In many cases, we are interested in the probability of some event, given that some other event has happened. This is called a conditional probability. We denote the conditional probability that $\mathbf{y}=y$ given $\mathbf{x}=x$ as $P(\mathbf{y}=y | \mathbf{x}=x)$. This conditional probability can be computed with the formula $$ \tag{3.5} P(\mathbf{y}=y | \mathbf{x}=x) = \frac{P(\mathbf{y}=y , \mathbf{x}=x)}{P(\mathbf{x}=x)} . $$ The conditional probability is only defined when $P(\mathbf{x}=x) > 0$. We cannot compute the conditional probability conditioned on an event that never happens.
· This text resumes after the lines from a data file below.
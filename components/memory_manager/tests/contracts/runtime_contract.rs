//! Contract tests for the `TargetRuntime` implementation

use core_types::{GcThing, HeapRef, RootMapControl, TargetRuntime, TargetValue, WrapperLinks};
use memory_manager::{FunctionData, Heap, ObjectClass};

fn object_children(heap: &Heap, object: HeapRef) -> Vec<HeapRef> {
    let mut out = Vec::new();
    heap.trace_children(object, &mut |thing: GcThing| out.extend(thing.as_object()));
    out
}

#[test]
fn test_trace_roots_reports_every_root() {
    let mut heap = Heap::new();
    let a = heap.allocate_plain();
    let b = heap.allocate_plain();
    heap.add_object_root(a, "a").unwrap();
    heap.add_root(b.into(), None).unwrap();
    let name = heap.string("rooted");
    heap.add_root(name, Some("string")).unwrap();

    let mut things = Vec::new();
    heap.trace_roots(&mut |thing: GcThing| things.push(thing));
    assert_eq!(things.len(), 3);
    assert_eq!(things[0].as_object(), Some(a));
    assert_eq!(things[1].as_object(), Some(b));
    assert!(things[2].as_object().is_none());
}

#[test]
fn test_map_gc_roots_carries_names() {
    let mut heap = Heap::new();
    let a = heap.allocate_plain();
    heap.add_object_root(a, "global").unwrap();
    heap.add_root(a.into(), None).unwrap();

    let mut names = Vec::new();
    heap.map_gc_roots(&mut |root| {
        names.push(root.name.map(str::to_owned));
        RootMapControl::Next
    });
    assert_eq!(names, vec![Some("global".to_owned()), None]);
}

#[test]
fn test_empty_object_has_no_children() {
    let mut heap = Heap::new();
    let empty = heap.allocate_plain();
    assert!(object_children(&heap, empty).is_empty());
    assert!(heap.enumerate_keys(empty).unwrap().is_empty());
    assert!(heap.property_entries(empty).unwrap().is_empty());
}

#[test]
fn test_wrapper_links_are_traced() {
    let mut heap = Heap::new();
    let inner = heap.allocate_plain();
    let outer = heap.allocate(ObjectClass::extended("Window"));
    heap.set_wrapper_links(
        outer,
        WrapperLinks {
            inner: Some(inner),
            ..WrapperLinks::default()
        },
    )
    .unwrap();
    assert_eq!(object_children(&heap, outer), vec![inner]);
    assert_eq!(heap.wrapper_links(outer).inner, Some(inner));
    assert_eq!(heap.class_of(outer).map(|c| c.extended), Some(true));
}

#[test]
fn test_getter_is_a_traced_edge() {
    let mut heap = Heap::new();
    let getter = heap.allocate_function(FunctionData::native(None));
    let obj = heap.allocate_plain();
    heap.define_getter(obj, "value", getter, true).unwrap();
    assert_eq!(object_children(&heap, obj), vec![getter]);
}

#[test]
fn test_size_and_class() {
    let mut heap = Heap::new();
    let obj = heap.allocate(ObjectClass::new("Array"));
    heap.set_element(obj, 0, TargetValue::Number(1.0)).unwrap();
    heap.set_extra_bytes(obj, 100).unwrap();
    assert_eq!(heap.class_of(obj).map(|c| c.name), Some("Array"));
    assert_eq!(heap.object_size(obj), 32 + 16 + 100);

    let classless = heap.allocate_classless();
    assert!(heap.class_of(classless).is_none());
    assert_eq!(heap.lookup_property(obj, "0").unwrap(), Some(TargetValue::Number(1.0)));
}

#[test]
fn test_parent_and_prototype() {
    let mut heap = Heap::new();
    let proto = heap.allocate_plain();
    let scope = heap.allocate(ObjectClass::new("Call"));
    let obj = heap.allocate_plain();
    heap.set_prototype(obj, Some(proto)).unwrap();
    heap.set_parent(obj, Some(scope)).unwrap();
    assert_eq!(heap.prototype_of(obj), Some(proto));
    assert_eq!(heap.parent_of(obj), Some(scope));
    assert_eq!(heap.parent_of(proto), None);
}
It is important not to confuse conditional probability with computing what would happen if some action were undertaken. The conditional probability that a person is from Germany given that they speak German is quite high, but if a randomly selected person is taught to speak German, their country of origin does not change. Computing the consequences of an action is called making an intervention query. Intervention queries are the domain of causal modeling.

## The Chain Rule of Conditional Probability

Any join probability distribution over many random variables may be decomposed into conditional distribution over only one variable: $$ \tag{3.6} P(\mathbf{x}^{(1)}, \ldots, \mathbf{x}^{(n)}) = P(\mathbf{x}^{(1)}) \prod^n_{i=2} P(\mathbf{x}^{(i)} | \mathbf{x}^{(1)}, \ldots, \mathbf{x}^{(i-1)}) . $$ This observation is known as the chain rule, or product rule, of probability. It follows immediately from the definition of conditional probability in equation 3.5.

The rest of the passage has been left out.